A lot of people give up on meditation because they can’t seem to get into a zone. They try to dismiss the flood of thoughts zooming into their consciousness, but they can’t. Not right away. You have to train. You have to try. You can’t fail at Zentangle. In fact, incorporating mistakes is a feature. By looping your errant strokes into the evolving image, you kind of let go of the idea that you’re making mistakes.
You realize you are creating something beautiful.
The 3 x 3 card you fill with Zentangle shapes will look pretty good tacked up on your cubicle wall. And it will feel great to make something that looks this good. As you fill in the spaces you might get a little excited — maybe it’s been years since you even tried to draw. Or meditate. Yet every time you do a Zentangle, you zone out and end up with a gorgeous token of your mindfulness.
Yeah, But How Will Zentangle Help My Firm?
Mindfulness training. All those benefits people are all-capping about mindfulness (irony) are achievable. Getting your staff to meditate is not. Nobody meditates on command. Most people won’t do it. They think it’s weird or they think they can’t. But drawing via Zentangle delivers that mindful Zen focus instantly — and they can do it at their desk. “A traditional mindfulness program is weeks long,” Rick says. “We noticed people access this flow state as soon as they put their pen to paper.”
Building trust in creativity. As you create these little squares of art, you begin to make creative executive choices. You broaden a shape here; you give another shape more of a slant; you make up a new shape that wasn’t in the book. These are all creative choices that work out. You learn to trust these decisions and soon your Zentangle squares are being stolen off your cubicle wall and everyone else in the office is asking you if they can borrow a blank. Your trust in your own creativity will influence your co-workers to develop the same trust. Which is good because this trust affects other work modes. “You’re not drawing a duck,” Maria explains. “You can’t fail. In Zentangle there are no mistakes. This sneaks into your life.”
Problem-solving. Isn’t this pretty much your job description? While drawing these simple fills, you disconnect from the endless churn of document curation and case law.

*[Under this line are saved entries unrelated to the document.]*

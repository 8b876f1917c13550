use crate::probe::{
    Probe,
    ProbeDescriptor,
};
use envprint_config::ConfigStore;
use std::{
    collections::HashMap,
    sync::{
        atomic::{
            AtomicBool,
            Ordering,
        },
        Arc,
        PoisonError,
        RwLock,
    },
};

/// A probe together with its live enable toggle. Clones share the toggle, so
/// a handle taken before a `disable` observes it.
#[derive(Clone)]
pub struct RegisteredProbe {
    probe: Arc<dyn Probe>,
    toggle: Arc<AtomicBool>,
}

impl std::fmt::Debug for RegisteredProbe {
    fn fmt(&self, f: &mut std::fmt::Formatter<'_>) -> std::fmt::Result {
        f.debug_struct("RegisteredProbe")
            .field("name", &self.name())
            .field("toggled_on", &self.is_toggled_on())
            .finish()
    }
}

impl RegisteredProbe {
    fn new(probe: Arc<dyn Probe>) -> Self {
        let toggle = Arc::new(AtomicBool::new(probe.descriptor().enabled));
        Self { probe, toggle }
    }

    pub fn probe(&self) -> &Arc<dyn Probe> {
        &self.probe
    }

    pub fn descriptor(&self) -> &ProbeDescriptor {
        self.probe.descriptor()
    }

    pub fn name(&self) -> &str {
        &self.descriptor().name
    }

    pub fn is_toggled_on(&self) -> bool {
        self.toggle.load(Ordering::SeqCst)
    }

    /// Enabled iff the toggle is on and `features.<feature_key>` is not false.
    pub fn is_enabled(&self, config: &ConfigStore) -> bool {
        self.is_toggled_on() && config.get(&format!("features.{}", self.descriptor().feature_key), true)
    }

    fn set_toggle(&self, enabled: bool) {
        self.toggle.store(enabled, Ordering::SeqCst);
    }
}

#[derive(Default)]
struct RegistryInner {
    entries: HashMap<String, (u64, RegisteredProbe)>,
    next_slot: u64,
}

impl RegistryInner {
    fn in_registration_order(&self) -> Vec<(u64, RegisteredProbe)> {
        let mut entries = self.entries.values().cloned().collect::<Vec<_>>();
        entries.sort_by_key(|(slot, _)| *slot);
        entries
    }
}

/// Named probe instances. Duplicate names follow last-registered-wins: the
/// new probe replaces the old one but keeps its registration slot.
#[derive(Clone)]
pub struct ProbeRegistry {
    config: ConfigStore,
    inner: Arc<RwLock<RegistryInner>>,
}

impl std::fmt::Debug for ProbeRegistry {
    fn fmt(&self, f: &mut std::fmt::Formatter<'_>) -> std::fmt::Result {
        f.debug_struct("ProbeRegistry")
            .field("probes", &self.names())
            .finish_non_exhaustive()
    }
}

impl ProbeRegistry {
    pub fn new(config: ConfigStore) -> Self {
        Self {
            config,
            inner: Default::default(),
        }
    }

    pub fn register<P: Probe>(&self, probe: P) -> Option<Arc<dyn Probe>> {
        self.register_arc(Arc::new(probe))
    }

    /// Registers `probe`, returning the probe it replaced if the name was
    /// already taken.
    pub fn register_arc(&self, probe: Arc<dyn Probe>) -> Option<Arc<dyn Probe>> {
        let name = probe.name().to_string();
        let registered = RegisteredProbe::new(probe);
        let mut inner = self.inner.write().unwrap_or_else(PoisonError::into_inner);

        if let Some((slot, previous)) = inner.entries.remove(&name) {
            warn!(probe = %name, "probe registered twice, replacing the previous instance");
            inner.entries.insert(name, (slot, registered));
            return Some(previous.probe);
        }

        let slot = inner.next_slot;
        inner.next_slot += 1;
        debug!(probe = %name, slot, "probe registered");
        inner.entries.insert(name, (slot, registered));
        None
    }

    pub fn register_all(&self, probes: impl IntoIterator<Item = Arc<dyn Probe>>) {
        for probe in probes {
            self.register_arc(probe);
        }
    }

    pub fn get(&self, name: &str) -> Option<RegisteredProbe> {
        let inner = self.inner.read().unwrap_or_else(PoisonError::into_inner);
        inner.entries.get(name).map(|(_, registered)| registered.clone())
    }

    /// Enabled probes by ascending priority, ties broken by registration order.
    pub fn get_enabled_sorted(&self) -> Vec<RegisteredProbe> {
        let mut enabled = self
            .inner
            .read()
            .unwrap_or_else(PoisonError::into_inner)
            .in_registration_order()
            .into_iter()
            .filter(|(_, registered)| registered.is_enabled(&self.config))
            .collect::<Vec<_>>();
        enabled.sort_by_key(|(slot, registered)| (registered.descriptor().priority, *slot));
        enabled.into_iter().map(|(_, registered)| registered).collect()
    }

    pub fn is_enabled(&self, name: &str) -> bool {
        self.get(name).is_some_and(|registered| registered.is_enabled(&self.config))
    }

    /// No-op for unknown names.
    pub fn enable(&self, name: &str) {
        if let Some(registered) = self.get(name) {
            registered.set_toggle(true);
        }
    }

    /// No-op for unknown names.
    pub fn disable(&self, name: &str) {
        if let Some(registered) = self.get(name) {
            registered.set_toggle(false);
        }
    }

    /// Every probe in registration order, enabled or not.
    pub fn get_all(&self) -> Vec<RegisteredProbe> {
        let inner = self.inner.read().unwrap_or_else(PoisonError::into_inner);
        inner
            .in_registration_order()
            .into_iter()
            .map(|(_, registered)| registered)
            .collect()
    }

    pub fn names(&self) -> Vec<String> {
        self.get_all().iter().map(|registered| registered.name().to_string()).collect()
    }

    pub fn len(&self) -> usize {
        self.inner.read().unwrap_or_else(PoisonError::into_inner).entries.len()
    }

    pub fn is_empty(&self) -> bool {
        self.len() == 0
    }

    pub fn clear(&self) {
        let mut inner = self.inner.write().unwrap_or_else(PoisonError::into_inner);
        inner.entries.clear();
        inner.next_slot = 0;
    }

    pub fn config(&self) -> &ConfigStore {
        &self.config
    }
}

#[cfg(test)]
mod tests {
    use super::*;
    use crate::probe::ProbeFuture;
    use pretty_assertions::assert_eq;
    use serde_json::{
        json,
        Value,
    };

    struct Fixed {
        descriptor: ProbeDescriptor,
        value: Value,
    }

    impl Fixed {
        fn new(name: &str, priority: i32) -> Self {
            Self {
                descriptor: ProbeDescriptor::new(name, priority),
                value: json!(name),
            }
        }
    }

    impl Probe for Fixed {
        fn descriptor(&self) -> &ProbeDescriptor {
            &self.descriptor
        }

        fn execute(&self) -> ProbeFuture<'_> {
            let value = self.value.clone();
            Box::pin(async move { Ok(value) })
        }
    }

    fn names(probes: &[RegisteredProbe]) -> Vec<&str> {
        probes.iter().map(|p| p.name()).collect()
    }

    #[test]
    fn sorted_by_priority_then_registration() {
        let registry = ProbeRegistry::new(ConfigStore::new());
        registry.register(Fixed::new("c", 2));
        registry.register(Fixed::new("a", 1));
        registry.register(Fixed::new("b", 2));
        registry.register(Fixed::new("d", 0));

        assert_eq!(names(&registry.get_enabled_sorted()), vec!["d", "a", "c", "b"]);
        assert_eq!(registry.names(), vec!["c", "a", "b", "d"]);
    }

    #[test]
    fn duplicate_names_keep_the_last_probe_in_the_first_slot() {
        let registry = ProbeRegistry::new(ConfigStore::new());
        registry.register(Fixed::new("x", 1));
        registry.register(Fixed::new("y", 1));
        let replaced = registry.register(Fixed {
            descriptor: ProbeDescriptor::new("x", 1),
            value: json!("second"),
        });

        assert_eq!(replaced.map(|p| p.name().to_string()), Some("x".to_string()));
        assert_eq!(registry.len(), 2);
        assert_eq!(names(&registry.get_enabled_sorted()), vec!["x", "y"]);
    }

    #[test]
    fn toggles_and_feature_flags() {
        let config = ConfigStore::new();
        let registry = ProbeRegistry::new(config.clone());
        registry.register(Fixed::new("a", 1));
        registry.register(Fixed {
            descriptor: ProbeDescriptor::new("b", 2).feature_key("b_feature"),
            value: json!(null),
        });
        registry.register(Fixed {
            descriptor: ProbeDescriptor::new("c", 3).enabled(false),
            value: json!(null),
        });

        assert_eq!(names(&registry.get_enabled_sorted()), vec!["a", "b"]);

        config.update("features.b_feature", false);
        assert!(!registry.is_enabled("b"));
        assert_eq!(names(&registry.get_enabled_sorted()), vec!["a"]);

        registry.enable("c");
        registry.disable("a");
        registry.disable("unknown");
        registry.enable("unknown");
        assert_eq!(names(&registry.get_enabled_sorted()), vec!["c"]);
    }

    #[test]
    fn handles_observe_later_toggles() {
        let registry = ProbeRegistry::new(ConfigStore::new());
        registry.register(Fixed::new("a", 1));
        let handle = registry.get("a").unwrap();
        registry.disable("a");
        assert!(!handle.is_toggled_on());
    }

    #[test]
    fn clear_removes_everything() {
        let registry = ProbeRegistry::new(ConfigStore::new());
        registry.register_all([
            Arc::new(Fixed::new("a", 1)) as Arc<dyn Probe>,
            Arc::new(Fixed::new("b", 1)) as Arc<dyn Probe>,
        ]);
        assert_eq!(registry.len(), 2);
        registry.clear();
        assert!(registry.is_empty());
        assert!(registry.get("a").is_none());
        assert!(registry.get_all().is_empty());
    }
}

It gives your brain a break while remaining completely engaged.
But Here’s the Real Benefit of Zentangle
It makes you feel good. Right now, you’re reading this on your iPad while explaining to your fourth grader how to throw a curveball, fixing the fonts in a 14-page brief, and cooking a steak Diane. You haven’t been out of the house for anything real in 45 days. You haven’t sat in a bar with a frigid martini since Valentine’s Day. Happy is a distant glimmer at best.
A little peace, a little Zen, and a little beauty — even at 3 inches on a side — will go a long way.